W3C home > Mailing lists > Public > public-sdwig@w3.org > October 2018

A universal model for spatial data

From: Knibbe, Frans <Frans.Knibbe@kadaster.nl>
Date: Wed, 24 Oct 2018 08:11:04 +0000
To: "public-sdwig@w3.org" <public-sdwig@w3.org>
CC: "Folmer, Erwin" <Erwin.Folmer@kadaster.nl>, "Stoter, Jantien" <Jantien.Stoter@kadaster.nl>
Message-ID: <51cb8cd1-07bc-4b63-907d-632ea804b194@KAD-DC3-MBX-001.kadaster.local>
Hello all,

Warning: long text ahead. In short, I try to argue that it would be a good idea to have a domain-independent web ontology for spatial data.

After having to cut back my participation in the Spatial Data on the Web Working Group (SDWWG) I have been (partially) working for the Dutch Cadastre, who are doing a great job at publishing geographic data on the web as Linked Data. Examples of such datasets are buildings, addresses, cadastral parcels, governmental spatial plans and large scale (i.e. detailed) topography, all with national coverage.
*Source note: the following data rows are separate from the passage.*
//! API routes.

pub mod health;
pub mod image;

use axum::{
    extract::DefaultBodyLimit,
    routing::{get, post},
    Router,
};
use tower_http::{
    compression::CompressionLayer,
    cors::{Any, CorsLayer},
    trace::TraceLayer,
};

use crate::state::AppState;

/// Request body cap; inline `data:` locators make bodies large.
const MAX_BODY_BYTES: usize = 10 * 1024 * 1024;

/// Creates the API router.
pub fn router(state: AppState) -> Router {
    let cors = CorsLayer::new()
        .allow_origin(Any)
        .allow_methods(Any)
        .allow_headers(Any);

    Router::new()
        .route("/image", post(image::image_handler))
        .route("/image/thumbnail", post(image::thumbnail_handler))
        .route("/health", get(health::health_handler))
        .route("/health/ready", get(health::ready_handler))
        .route("/health/live", get(health::live_handler))
        .layer(DefaultBodyLimit::max(MAX_BODY_BYTES))
        .layer(CompressionLayer::new())
        .layer(TraceLayer::new_for_http())
        .layer(cors)
        .with_state(state)
}
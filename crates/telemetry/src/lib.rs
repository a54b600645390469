//! Internal telemetry for the NFT media pipeline.
//!
//! Structured logging setup plus in-process metrics and health registries.

pub mod health;
pub mod metrics;
pub mod tracing_setup;

pub use health::*;
pub use metrics::*;
pub use tracing_setup::*;
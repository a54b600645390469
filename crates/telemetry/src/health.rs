//! Health check aggregation.

use serde::{Deserialize, Serialize};
use std::sync::atomic::{AtomicBool, Ordering};

/// Health status for a component.
#[derive(Debug, Clone, Copy, PartialEq, Eq, Serialize, Deserialize)]
#[serde(rename_all = "lowercase")]
pub enum HealthStatus {
    Healthy,
    Degraded,
    Unhealthy,
}

impl HealthStatus {
    pub fn is_healthy(&self) -> bool {
        matches!(self, Self::Healthy)
    }

    pub fn is_serving(&self) -> bool {
        matches!(self, Self::Healthy | Self::Degraded)
    }
}

/// Component health state.
#[derive(Debug)]
pub struct ComponentHealth {
    name: &'static str,
    healthy: AtomicBool,
    message: parking_lot::RwLock<Option<String>>,
}

impl ComponentHealth {
    pub const fn new(name: &'static str) -> Self {
        Self {
            name,
            healthy: AtomicBool::new(false),
            message: parking_lot::RwLock::new(None),
        }
    }

    pub fn set_healthy(&self) {
        self.healthy.store(true, Ordering::Relaxed);
        *self.message.write() = None;
    }

    pub fn set_unhealthy(&self, msg: impl Into<String>) {
        self.healthy.store(false, Ordering::Relaxed);
        *self.message.write() = Some(msg.into());
    }

    pub fn is_healthy(&self) -> bool {
        self.healthy.load(Ordering::Relaxed)
    }

    pub fn name(&self) -> &'static str {
        self.name
    }

    pub fn message(&self) -> Option<String> {
        self.message.read().clone()
    }

    fn report(&self) -> ComponentHealthReport {
        ComponentHealthReport {
            name: self.name.to_string(),
            healthy: self.is_healthy(),
            message: self.message(),
        }
    }
}

/// Aggregated health status.
#[derive(Debug, Clone, Serialize, Deserialize)]
pub struct HealthReport {
    pub status: HealthStatus,
    pub components: Vec<ComponentHealthReport>,
}

#[derive(Debug, Clone, Serialize, Deserialize)]
pub struct ComponentHealthReport {
    pub name: String,
    pub healthy: bool,
    pub message: Option<String>,
}

/// Health of the pipeline's external collaborators.
pub struct HealthRegistry {
    /// Work queue backend
    pub queue: ComponentHealth,
    /// Record store backend
    pub store: ComponentHealth,
}

impl HealthRegistry {
    pub const fn new() -> Self {
        Self {
            queue: ComponentHealth::new("queue"),
            store: ComponentHealth::new("store"),
        }
    }

    /// Generate a health report.
    pub fn report(&self) -> HealthReport {
        let components = vec![self.queue.report(), self.store.report()];

        let all_healthy = components.iter().all(|c| c.healthy);
        let any_healthy = components.iter().any(|c| c.healthy);

        let status = if all_healthy {
            HealthStatus::Healthy
        } else if any_healthy {
            HealthStatus::Degraded
        } else {
            HealthStatus::Unhealthy
        };

        HealthReport { status, components }
    }

    /// Items can only complete when both backends answer.
    pub fn is_ready(&self) -> bool {
        self.queue.is_healthy() && self.store.is_healthy()
    }

    pub fn is_alive(&self) -> bool {
        true
    }
}

impl Default for HealthRegistry {
    fn default() -> Self {
        Self::new()
    }
}

/// Global health registry.
pub static HEALTH: std::sync::LazyLock<HealthRegistry> =
    std::sync::LazyLock::new(HealthRegistry::new);

/// Get the global health registry.
pub fn health() -> &'static HealthRegistry {
    &HEALTH
}
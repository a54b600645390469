//! NFT record model and partial updates.
//!
//! A record's `thumbnail_route` is only ever set together with
//! `uploaded = true`; every failure update clears the route again.

use serde::{Deserialize, Serialize};
use std::sync::LazyLock;

use crate::error::{FETCH_STATUS_PREFIX, MISSING_INPUT};

/// HTTP status codes that mark a fetch failure as permanent.
///
/// The whole 5xx family is permanent as well, see [`is_permanent_status`].
pub const PERMANENT_FETCH_STATUSES: &[u16] = &[400, 401, 403, 404, 410, 422, 451];

/// Processing status of a record.
#[derive(Debug, Clone, Copy, PartialEq, Eq, Default, Serialize, Deserialize)]
#[serde(rename_all = "snake_case")]
pub enum RecordStatus {
    /// Not processed yet.
    #[default]
    Pending,
    /// Fetch was throttled; waiting in the retry queue.
    Deferred,
    /// Thumbnail stored and route recorded.
    Completed,
    /// Terminal failure recorded in `error_message`.
    Failed,
}

impl RecordStatus {
    pub fn as_str(&self) -> &'static str {
        match self {
            Self::Pending => "pending",
            Self::Deferred => "deferred",
            Self::Completed => "completed",
            Self::Failed => "failed",
        }
    }

    pub fn parse(s: &str) -> Self {
        match s {
            "deferred" => Self::Deferred,
            "completed" => Self::Completed,
            "failed" => Self::Failed,
            _ => Self::Pending,
        }
    }
}

/// An NFT metadata record as owned by the record store.
#[derive(Debug, Clone, PartialEq, Eq, Serialize, Deserialize)]
#[serde(rename_all = "camelCase")]
pub struct NftRecord {
    pub id: i64,
    pub contract_address: String,
    pub token_id: String,
    pub raw_media_uri: Option<String>,
    pub declared_format: Option<String>,
    pub thumbnail_route: Option<String>,
    pub uploaded: bool,
    pub error_message: Option<String>,
    pub status: RecordStatus,
}

impl NftRecord {
    /// Creates a pending record.
    pub fn new(
        id: i64,
        contract_address: impl Into<String>,
        token_id: impl Into<String>,
        raw_media_uri: impl Into<String>,
    ) -> Self {
        Self {
            id,
            contract_address: contract_address.into(),
            token_id: token_id.into(),
            raw_media_uri: Some(raw_media_uri.into()),
            declared_format: None,
            thumbnail_route: None,
            uploaded: false,
            error_message: None,
            status: RecordStatus::Pending,
        }
    }

    pub fn with_declared_format(mut self, format: impl Into<String>) -> Self {
        self.declared_format = Some(format.into());
        self
    }

    /// Whether the thumbnail is already stored; such records are skipped.
    pub fn is_complete(&self) -> bool {
        self.uploaded
            && self
                .thumbnail_route
                .as_deref()
                .is_some_and(|route| !route.is_empty())
    }

    /// Raw media locator with embedded NUL characters removed.
    ///
    /// Returns `None` when nothing usable remains.
    pub fn media_locator(&self) -> Option<String> {
        let raw = self.raw_media_uri.as_deref()?;
        let cleaned: String = raw.chars().filter(|c| *c != '\0').collect();
        let cleaned = cleaned.trim();
        if cleaned.is_empty() {
            None
        } else {
            Some(cleaned.to_string())
        }
    }

    /// Applies a partial update in place.
    pub fn apply(&mut self, update: &NftUpdate) {
        if let Some(route) = &update.thumbnail_route {
            self.thumbnail_route = route.clone();
        }
        if let Some(uploaded) = update.uploaded {
            self.uploaded = uploaded;
        }
        if let Some(error) = &update.error_message {
            self.error_message = error.clone();
        }
        if let Some(status) = update.status {
            self.status = status;
        }
    }

    /// Whether the reprocessing sweep should pick this record up again.
    ///
    /// Deferred records qualify too; the caller skips those still held by a
    /// live retry queue.
    pub fn is_reprocessable(&self) -> bool {
        if self.thumbnail_route.is_some() {
            return false;
        }
        match self.error_message.as_deref() {
            Some(message) if !message.is_empty() => !is_permanent_failure(message),
            _ => false,
        }
    }
}

/// Partial update of an NFT record.
///
/// Outer `None` leaves a field untouched; `Some(None)` clears it.
#[derive(Debug, Clone, Default, PartialEq, Eq)]
pub struct NftUpdate {
    pub thumbnail_route: Option<Option<String>>,
    pub uploaded: Option<bool>,
    pub error_message: Option<Option<String>>,
    pub status: Option<RecordStatus>,
}

impl NftUpdate {
    /// Successful upload: route set, prior error cleared.
    pub fn success(route: impl Into<String>) -> Self {
        Self {
            thumbnail_route: Some(Some(route.into())),
            uploaded: Some(true),
            error_message: Some(None),
            status: Some(RecordStatus::Completed),
        }
    }

    /// Terminal failure: upload flag dropped, route cleared, message stored.
    pub fn failure(message: impl Into<String>) -> Self {
        Self {
            thumbnail_route: Some(None),
            uploaded: Some(false),
            error_message: Some(Some(message.into())),
            status: Some(RecordStatus::Failed),
        }
    }

    /// Fetch deferred into the retry queue.
    pub fn deferred(message: impl Into<String>) -> Self {
        Self {
            thumbnail_route: Some(None),
            uploaded: Some(false),
            error_message: Some(Some(message.into())),
            status: Some(RecordStatus::Deferred),
        }
    }
}

static STATUS_RE: LazyLock<regex::Regex> = LazyLock::new(|| {
    regex::Regex::new(&format!(r"^{}\s+(\d{{3}})$", regex::escape(FETCH_STATUS_PREFIX)))
        .expect("status pattern is valid")
});

/// Whether a status code is known to be permanent.
pub fn is_permanent_status(status: u16) -> bool {
    PERMANENT_FETCH_STATUSES.contains(&status) || (500..600).contains(&status)
}

/// Whether a stored error message describes a permanent failure.
pub fn is_permanent_failure(message: &str) -> bool {
    if message.starts_with(MISSING_INPUT) {
        return true;
    }
    STATUS_RE
        .captures(message.trim())
        .and_then(|caps| caps.get(1))
        .and_then(|m| m.as_str().parse::<u16>().ok())
        .is_some_and(is_permanent_status)
}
In working on these efforts, and trying to make those data work for society, a familiar and very basic problem keeps turning up: the various domain models for geometry have poor interoperability. Consequently, the same can be said for data formats. I believe this is very harmful for getting spatial data on the web to really work. And by extension, it is harmful for the web of data itself.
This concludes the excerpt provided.